### DATA TO USE
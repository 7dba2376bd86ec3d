//! # API Error Types
//!
//! Structured error type implementing `axum::response::IntoResponse`.
//! Maps validation, order, and registry failures to HTTP status codes.
//! Every error body has the same flat shape: `{"error": "<message>"}`.
//! Server-side causes are logged, never returned to the client.

use axum::http::StatusCode;
use axum::response::{IntoResponse, Response};
use axum::Json;
use packer_registry::RegistryError;
use serde::{Deserialize, Serialize};
use thiserror::Error;
use utoipa::ToSchema;

use crate::service::OrderError;

/// Client-facing message for every 500 response.
pub const GENERIC_ERROR: &str = "an error has occurred";

/// JSON error response body.
#[derive(Debug, Serialize, Deserialize, ToSchema)]
pub struct ErrorBody {
    /// Human-readable error message.
    pub error: String,
}

/// Application-level error type that implements [`IntoResponse`] for Axum.
#[derive(Error, Debug)]
pub enum AppError {
    /// Malformed or out-of-range request input (400).
    #[error("bad request: {0}")]
    BadRequest(String),

    /// Internal server error (500). Message is logged but not returned to client.
    #[error("internal error: {0}")]
    Internal(String),
}

impl AppError {
    /// Return the HTTP status code for this error.
    fn status(&self) -> StatusCode {
        match self {
            Self::BadRequest(_) => StatusCode::BAD_REQUEST,
            Self::Internal(_) => StatusCode::INTERNAL_SERVER_ERROR,
        }
    }

    /// Message placed in the response body.
    fn public_message(&self) -> String {
        match self {
            Self::BadRequest(msg) => msg.clone(),
            Self::Internal(_) => GENERIC_ERROR.to_string(),
        }
    }
}

impl IntoResponse for AppError {
    fn into_response(self) -> Response {
        let status = self.status();

        match &self {
            Self::Internal(_) => tracing::error!(error = %self, "internal server error"),
            Self::BadRequest(_) => tracing::debug!(error = %self, "rejected request"),
        }

        let body = ErrorBody {
            error: self.public_message(),
        };

        (status, Json(body)).into_response()
    }
}

/// Order failures are client errors.
impl From<OrderError> for AppError {
    fn from(err: OrderError) -> Self {
        match err {
            OrderError::InvalidQuantity(_) => {
                Self::BadRequest("please provide a number greater than zero".to_string())
            }
            OrderError::EmptyCatalogue => {
                Self::BadRequest("you must first add some packaging sizes".to_string())
            }
        }
    }
}

/// Registry failures surface as a generic 500, including a missing size on delete.
impl From<RegistryError> for AppError {
    fn from(err: RegistryError) -> Self {
        Self::Internal(err.to_string())
    }
}
//! # Exhaustive Combination Search
//!
//! Explores combinations-with-repetition of the available sizes to find
//! the plan that covers the order with the smallest surplus.
//!
//! ## Traversal
//!
//! Sizes are sorted ascending. A combination is a non-decreasing sequence
//! of size indices, so each multiset is generated exactly once. The walk is
//! depth-first: a node's first child reuses its last size, later children
//! move to larger sizes. Any branch whose running total passes the search
//! limit is abandoned.
//!
//! ## Best-so-far
//!
//! Two records are kept while walking:
//!
//! - **under**: highest total not exceeding the target. A node replaces
//!   the record when its total is `>=` the recorded one, so among equal
//!   totals the node visited *last* survives. The empty combination seeds
//!   the record with total 0. Output stability depends on this ordering.
//! - **cover**: lowest total at or above the target, then fewest packs.
//!   Only a strictly better node replaces it.
//!
//! When `under` misses the target, one smallest pack is added to it. The
//! result is canonicalized, and `cover` takes over only when it beats that
//! plan on total items or pack count. The search limit
//! `target + smallest - 1` is tight enough to bound the walk and loose
//! enough that `cover` always holds an optimal plan.
//!
//! ## Cost
//!
//! The walk is exponential in `target / smallest`. Catalogues whose
//! smallest size is tiny relative to the order can run long; there is no
//! cancellation.

use packer_core::{OrderQuantity, PackPlan, PackSize};

use crate::canonical::canonicalize;

/// Working state of the depth-first walk.
struct SearchState {
    /// Chosen size indices, non-decreasing.
    path: Vec<usize>,
    counts: Vec<u64>,
    total: u64,
    packs: u64,
}

impl SearchState {
    fn new(width: usize) -> Self {
        Self {
            path: Vec::new(),
            counts: vec![0; width],
            total: 0,
            packs: 0,
        }
    }

    fn push(&mut self, idx: usize, size: u64) {
        self.path.push(idx);
        self.counts[idx] += 1;
        self.total += size;
        self.packs += 1;
    }

    fn pop(&mut self, sizes: &[u64]) -> Option<usize> {
        let idx = self.path.pop()?;
        self.counts[idx] -= 1;
        self.total -= sizes[idx];
        self.packs -= 1;
        Some(idx)
    }

    /// Total after adding `sizes[idx]`, if it stays within `limit`.
    fn fits(&self, sizes: &[u64], idx: usize, limit: u64) -> bool {
        idx < sizes.len()
            && self
                .total
                .checked_add(sizes[idx])
                .is_some_and(|next| next <= limit)
    }
}

/// Frozen copy of a combination.
#[derive(Debug, Clone, PartialEq, Eq)]
pub(crate) struct Snapshot {
    pub(crate) counts: Vec<u64>,
    pub(crate) total: u64,
    pub(crate) packs: u64,
}

impl Snapshot {
    fn of(state: &SearchState) -> Self {
        Self {
            counts: state.counts.clone(),
            total: state.total,
            packs: state.packs,
        }
    }

    fn to_plan(&self, catalogue: &[PackSize]) -> PackPlan {
        catalogue
            .iter()
            .zip(&self.counts)
            .map(|(size, count)| (*size, *count))
            .collect()
    }
}

/// Result of one walk.
#[derive(Debug)]
pub(crate) struct SearchOutcome {
    pub(crate) under: Snapshot,
    pub(crate) cover: Option<Snapshot>,
    pub(crate) visited: u64,
}

/// Walk every combination of `sizes` up to `target + smallest - 1`.
///
/// `sizes` must be non-empty, ascending and free of duplicates; `target`
/// must be positive.
pub(crate) fn search(sizes: &[u64], target: u64) -> SearchOutcome {
    let limit = target.saturating_add(sizes[0] - 1);
    let mut state = SearchState::new(sizes.len());
    let mut under = Snapshot::of(&state);
    let mut cover: Option<Snapshot> = None;
    let mut visited = 0u64;

    'walk: loop {
        visited += 1;

        if state.total <= target && state.total >= under.total {
            under = Snapshot::of(&state);
        }

        if state.total >= target {
            let better = cover
                .as_ref()
                .map_or(true, |c| (state.total, state.packs) < (c.total, c.packs));
            if better {
                cover = Some(Snapshot::of(&state));
            }
        } else {
            let start = state.path.last().copied().unwrap_or(0);
            if state.fits(sizes, start, limit) {
                state.push(start, sizes[start]);
                continue 'walk;
            }
        }

        // Backtrack to the nearest ancestor with an unexplored larger size.
        // Sizes ascend, so once one sibling overshoots every later one does.
        loop {
            let Some(idx) = state.pop(sizes) else {
                break 'walk;
            };
            if state.fits(sizes, idx + 1, limit) {
                state.push(idx + 1, sizes[idx + 1]);
                continue 'walk;
            }
        }
    }

    SearchOutcome {
        under,
        cover,
        visited,
    }
}

/// Compute the plan covering `target` with the fewest items, then the
/// fewest packs.
///
/// Duplicate sizes are ignored and the input order does not matter. An
/// empty catalogue yields an empty plan.
pub fn find_plan(sizes: &[PackSize], target: OrderQuantity) -> PackPlan {
    let mut catalogue = sizes.to_vec();
    catalogue.sort_unstable();
    catalogue.dedup();

    let Some(&smallest) = catalogue.first() else {
        return PackPlan::new();
    };

    let raw: Vec<u64> = catalogue.iter().map(|s| s.get()).collect();
    let outcome = search(&raw, target.get());

    let mut plan = outcome.under.to_plan(&catalogue);
    if outcome.under.total < target.get() {
        plan.add(smallest, 1);
    }
    let mut plan = canonicalize(plan, &catalogue);

    if let Some(cover) = &outcome.cover {
        if (cover.total, cover.packs) < (plan.total_items(), plan.pack_count()) {
            tracing::debug!(
                fallback_total = plan.total_items(),
                fallback_packs = plan.pack_count(),
                cover_total = cover.total,
                cover_packs = cover.packs,
                "covering combination beats the smallest-pack fallback"
            );
            plan = canonicalize(cover.to_plan(&catalogue), &catalogue);
        }
    }

    tracing::debug!(
        target = target.get(),
        sizes = catalogue.len(),
        visited = outcome.visited,
        total = plan.total_items(),
        packs = plan.pack_count(),
        "pack search complete"
    );

    plan
}

#[cfg(test)]
mod tests {
    use super::*;

    const CATALOGUE: [i64; 5] = [250, 500, 1000, 2000, 5000];

    fn sizes(raw: &[i64]) -> Vec<PackSize> {
        PackSize::parse_batch(raw).unwrap()
    }

    fn plan_for(raw: &[i64], target: i64) -> Vec<(u64, u64)> {
        find_plan(&sizes(raw), OrderQuantity::new(target).unwrap())
            .iter()
            .map(|(s, c)| (s.get(), c))
            .collect()
    }

    #[test]
    fn order_of_one_takes_smallest_pack() {
        assert_eq!(plan_for(&CATALOGUE, 1), vec![(250, 1)]);
    }

    #[test]
    fn exact_single_size() {
        assert_eq!(plan_for(&CATALOGUE, 250), vec![(250, 1)]);
        assert_eq!(plan_for(&CATALOGUE, 2000), vec![(2000, 1)]);
        assert_eq!(plan_for(&CATALOGUE, 5000), vec![(5000, 1)]);
    }

    #[test]
    fn order_of_251_uses_one_500() {
        assert_eq!(plan_for(&CATALOGUE, 251), vec![(500, 1)]);
    }

    #[test]
    fn order_of_501_prefers_less_surplus_over_fewer_packs() {
        assert_eq!(plan_for(&CATALOGUE, 501), vec![(250, 1), (500, 1)]);
    }

    #[test]
    fn order_of_751_merges_into_1000() {
        assert_eq!(plan_for(&CATALOGUE, 751), vec![(1000, 1)]);
    }

    #[test]
    fn order_of_1251() {
        assert_eq!(plan_for(&CATALOGUE, 1251), vec![(500, 1), (1000, 1)]);
    }

    #[test]
    fn order_of_12001() {
        assert_eq!(
            plan_for(&CATALOGUE, 12001),
            vec![(250, 1), (2000, 1), (5000, 2)]
        );
    }

    #[test]
    fn odd_catalogue_exact_multiples() {
        assert_eq!(plan_for(&[23, 37, 45, 100, 500], 46), vec![(23, 2)]);
        assert_eq!(plan_for(&[23, 70, 73, 100, 500], 69), vec![(23, 3)]);
    }

    #[test]
    fn input_order_and_duplicates_do_not_matter() {
        assert_eq!(
            plan_for(&[5000, 250, 2000, 250, 1000, 500], 12001),
            vec![(250, 1), (2000, 1), (5000, 2)]
        );
    }

    #[test]
    fn input_slice_is_not_mutated() {
        let catalogue = sizes(&[2000, 250, 5000, 500, 1000]);
        let before = catalogue.clone();
        let _ = find_plan(&catalogue, OrderQuantity::new(751).unwrap());
        assert_eq!(catalogue, before);
    }

    #[test]
    fn empty_catalogue_yields_empty_plan() {
        assert!(find_plan(&[], OrderQuantity::new(10).unwrap()).is_empty());
    }

    #[test]
    fn later_ties_overwrite_earlier_ones() {
        // 750 is reachable as 250+250+250 and as 250+500; the second is
        // visited later and must survive.
        let outcome = search(&[250, 500], 750);
        assert_eq!(outcome.under.counts, vec![1, 1]);
        assert_eq!(outcome.under.total, 750);
    }

    #[test]
    fn traversal_picks_last_visited_12000() {
        let outcome = search(&[250, 500, 1000, 2000, 5000], 12001);
        assert_eq!(outcome.under.total, 12000);
        assert_eq!(outcome.under.counts, vec![0, 0, 0, 1, 2]);
    }

    #[test]
    fn empty_combination_seeds_under() {
        let outcome = search(&[250, 500], 1);
        assert_eq!(outcome.under.total, 0);
        assert_eq!(outcome.under.packs, 0);
    }

    #[test]
    fn cover_beats_smallest_pack_fallback() {
        // Under-target best is 3; adding another 3 ships 6, but one 5 ships less.
        assert_eq!(plan_for(&[3, 5], 4), vec![(5, 1)]);
        // Under-target best is 6 (3+3); fallback ships 9, 3+5 ships 8.
        assert_eq!(plan_for(&[3, 5], 7), vec![(3, 1), (5, 1)]);
    }

    #[test]
    fn cover_beats_fallback_on_pack_count() {
        // 12 is hit exactly by 3+3+3+3, the last exact combination visited,
        // and by 2+10, which needs half the packs.
        assert_eq!(plan_for(&[2, 3, 10], 12), vec![(2, 1), (10, 1)]);
    }

    #[test]
    fn every_plan_key_is_from_the_catalogue() {
        let catalogue = [23, 37, 45, 100, 500];
        for target in [1, 22, 24, 60, 99, 101, 480, 501] {
            for (size, count) in plan_for(&catalogue, target) {
                assert!(catalogue.contains(&(size as i64)));
                assert!(count > 0);
            }
        }
    }

    mod proptests {
        use super::*;
        use proptest::prelude::*;

        /// Minimum total >= target and, at that total, the minimum pack count,
        /// via unbounded-knapsack dynamic programming.
        fn oracle(sizes: &[u64], target: u64) -> (u64, u64) {
            let max = *sizes.iter().max().unwrap();
            let bound = (target + max) as usize;
            let mut fewest = vec![u64::MAX; bound + 1];
            fewest[0] = 0;
            for t in 1..=bound {
                for &s in sizes {
                    let s = s as usize;
                    if s <= t && fewest[t - s] != u64::MAX {
                        fewest[t] = fewest[t].min(fewest[t - s] + 1);
                    }
                }
            }
            (target as usize..=bound)
                .find(|&t| fewest[t] != u64::MAX)
                .map(|t| (t as u64, fewest[t]))
                .unwrap()
        }

        proptest! {
            #![proptest_config(ProptestConfig::with_cases(128))]

            /// The plan ships the minimum achievable total, then the fewest packs.
            #[test]
            fn plan_is_optimal(
                raw in prop::collection::btree_set(3i64..=40, 1..=4),
                target in 1i64..=120,
            ) {
                let raw: Vec<i64> = raw.into_iter().collect();
                let catalogue = sizes(&raw);
                let plan = find_plan(&catalogue, OrderQuantity::new(target).unwrap());

                let unsigned: Vec<u64> = raw.iter().map(|&s| s as u64).collect();
                let (best_total, best_packs) = oracle(&unsigned, target as u64);

                prop_assert_eq!(plan.total_items(), best_total);
                prop_assert_eq!(plan.pack_count(), best_packs);
                for (size, count) in plan.iter() {
                    prop_assert!(catalogue.contains(&size));
                    prop_assert!(count > 0);
                }
            }
        }
    }
}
######
## [YOUR TASK]
Keep to the lines above, from the first one through the line where "use axum::http::StatusCode;" appears, and copy them exactly.

## [RESPONSE FOR THIS EXERCISE]
repository 7dba2376bd86ec3d
//! # API Error Types
//!
//! Structured error type implementing `axum::response::IntoResponse`.
//! Maps validation, order, and registry failures to HTTP status codes.
//! Every error body has the same flat shape: `{"error": "<message>"}`.
//! Server-side causes are logged, never returned to the client.

use axum::http::StatusCode;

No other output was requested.